02.04.2012

BWKG-Pressemitteilung vom 02.04.2012

BWKG-Indikator Frühjahr 2012 - Defizitquoten verfestigen sich auf hohem Niveau
BWKG: Tarifabschlüsse überfordern Gesundheitseinrichtungen – Krankenhäuser vor Finanzloch von 160 Millionen Euro

(Stuttgart) – „Die Defizitquoten der Krankenhäuser, Rehabilitations- und Pflegeeinrichtungen verfestigen sich auf einem erschreckend hohen Niveau“. So lautet das Fazit des Vorstandsvorsitzenden der Baden-Württembergischen Krankenhausgesellschaft (BWKG), Thomas Reumann, der heute die Ergebnisse der Frühjahrsumfrage bei den Krankenhäusern des Landes vorstellt; es ist der fünfte BWKG-Indikator, für den halbjährlich die wirtschaftliche und personelle Situation in den Häusern abgefragt wird. In dieser ohnehin schon schwierigen Situation müssten die Einrichtungen nun auch noch mit hohen Tarifabschlüssen für das Pflegepersonal und die Ärzte fertig werden.
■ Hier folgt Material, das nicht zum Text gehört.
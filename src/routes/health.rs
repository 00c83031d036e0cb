// ABOUTME: Health check route handlers for service monitoring and status endpoints
// ABOUTME: Liveness always answers; readiness also pings the database
//
// SPDX-License-Identifier: MIT OR Apache-2.0
// Copyright (c) 2025 FitTrack Contributors

use std::sync::Arc;

use crate::errors::AppError;
use crate::resources::ServerResources;
use axum::{extract::State, routing::get, Json, Router};
use serde_json::Value;

/// Health routes implementation
pub struct HealthRoutes;

impl HealthRoutes {
    /// Create all health check routes
    pub fn routes(resources: Arc<ServerResources>) -> Router {
        Router::new()
            .route("/health", get(Self::handle_health))
            .route("/ready", get(Self::handle_ready))
            .with_state(resources)
    }

    async fn handle_health() -> Json<Value> {
        Json(serde_json::json!({
            "status": "healthy",
            "service": crate::constants::service_names::FITTRACK_SERVER,
            "version": env!("CARGO_PKG_VERSION"),
            "timestamp": chrono::Utc::now().to_rfc3339()
        }))
    }

    async fn handle_ready(
        State(resources): State<Arc<ServerResources>>,
    ) -> Result<Json<Value>, AppError> {
        resources.database.ping().await?;
        Ok(Json(serde_json::json!({
            "status": "ready",
            "timestamp": chrono::Utc::now().to_rfc3339()
        })))
    }
}
// ABOUTME: Meal plan definition model with total calorie count
// ABOUTME: Plans are suggested by name filter through the random selector
//
// SPDX-License-Identifier: MIT OR Apache-2.0
// Copyright (c) 2025 FitTrack Contributors

use chrono::{DateTime, Utc};
use serde::{Deserialize, Serialize};
use uuid::Uuid;

use super::{non_negative_count, validate_name, MAX_NAME_LEN};
use crate::errors::AppResult;

/// A meal plan definition
#[derive(Debug, Clone, Serialize, Deserialize, PartialEq, Eq)]
pub struct MealPlan {
    /// Unique identifier
    pub id: Uuid,
    /// Plan name
    pub plan_name: String,
    /// Free-text description
    pub description: String,
    /// Total calories of the plan
    pub calories: u32,
    /// When the plan was created
    pub created_at: DateTime<Utc>,
}

/// Body for creating or replacing a meal plan
#[derive(Debug, Clone, Serialize, Deserialize)]
pub struct MealPlanRequest {
    /// Plan name
    pub plan_name: String,
    /// Free-text description
    #[serde(default)]
    pub description: String,
    /// Total calories (must not be negative)
    pub calories: i64,
}

impl MealPlan {
    /// Build a new meal plan from a validated request
    pub fn from_request(request: MealPlanRequest) -> AppResult<Self> {
        validate_name("plan_name", &request.plan_name, MAX_NAME_LEN)?;
        let calories = non_negative_count("calories", request.calories)?;
        Ok(Self {
            id: Uuid::new_v4(),
            plan_name: request.plan_name.trim().to_owned(),
            description: request.description,
            calories,
            created_at: Utc::now(),
        })
    }

    /// Replace the mutable fields from a validated request
    pub fn apply(&mut self, request: MealPlanRequest) -> AppResult<()> {
        validate_name("plan_name", &request.plan_name, MAX_NAME_LEN)?;
        self.calories = non_negative_count("calories", request.calories)?;
        self.plan_name = request.plan_name.trim().to_owned();
        self.description = request.description;
        Ok(())
    }

    /// Case-insensitive name match used by meal plan suggestions
    #[must_use]
    pub fn name_contains(&self, needle: &str) -> bool {
        self.plan_name
            .to_lowercase()
            .contains(&needle.to_lowercase())
    }
}
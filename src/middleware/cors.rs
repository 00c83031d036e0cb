// ABOUTME: CORS middleware configuration for HTTP API endpoints
// ABOUTME: Builds the allowed origin list from CORS_ALLOWED_ORIGINS
//
// SPDX-License-Identifier: MIT OR Apache-2.0
// Copyright (c) 2025 FitTrack Contributors

use crate::config::ServerConfig;
use http::{header::HeaderName, HeaderValue, Method};
use tower_http::cors::{AllowOrigin, CorsLayer};

/// Configure CORS from the configured origin list
///
/// An empty list or one containing `*` allows any origin. Origins that are not
/// valid header values are skipped.
pub fn setup_cors(config: &ServerConfig) -> CorsLayer {
    let origins = &config.cors_allowed_origins;
    let allow_origin = if origins.is_empty() || origins.iter().any(|o| o == "*") {
        AllowOrigin::any()
    } else {
        let parsed: Vec<HeaderValue> = origins
            .iter()
            .filter_map(|origin| HeaderValue::from_str(origin).ok())
            .collect();
        if parsed.is_empty() {
            AllowOrigin::any()
        } else {
            AllowOrigin::list(parsed)
        }
    };

    CorsLayer::new()
        .allow_origin(allow_origin)
        .allow_headers([
            HeaderName::from_static("content-type"),
            HeaderName::from_static("accept"),
            HeaderName::from_static("origin"),
            HeaderName::from_static("x-request-id"),
        ])
        .allow_methods([
            Method::GET,
            Method::POST,
            Method::PUT,
            Method::DELETE,
            Method::OPTIONS,
        ])
}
Die Gesundheitseinrichtungen sind mit den Kostensteigerungen in 2012 schlicht überfordert. „Die gute und engagierte Arbeit unserer Mitarbeiterinnen und Mitarbeiter muss fair und angemessen bezahlt werden. Die Krankenhäuser müssen dann aber auch in die Lage versetzt sein, dies zu finanzieren“, erklärt dazu der BWKG-Vorsitzende und Reutlinger Landrat Thomas Reumann.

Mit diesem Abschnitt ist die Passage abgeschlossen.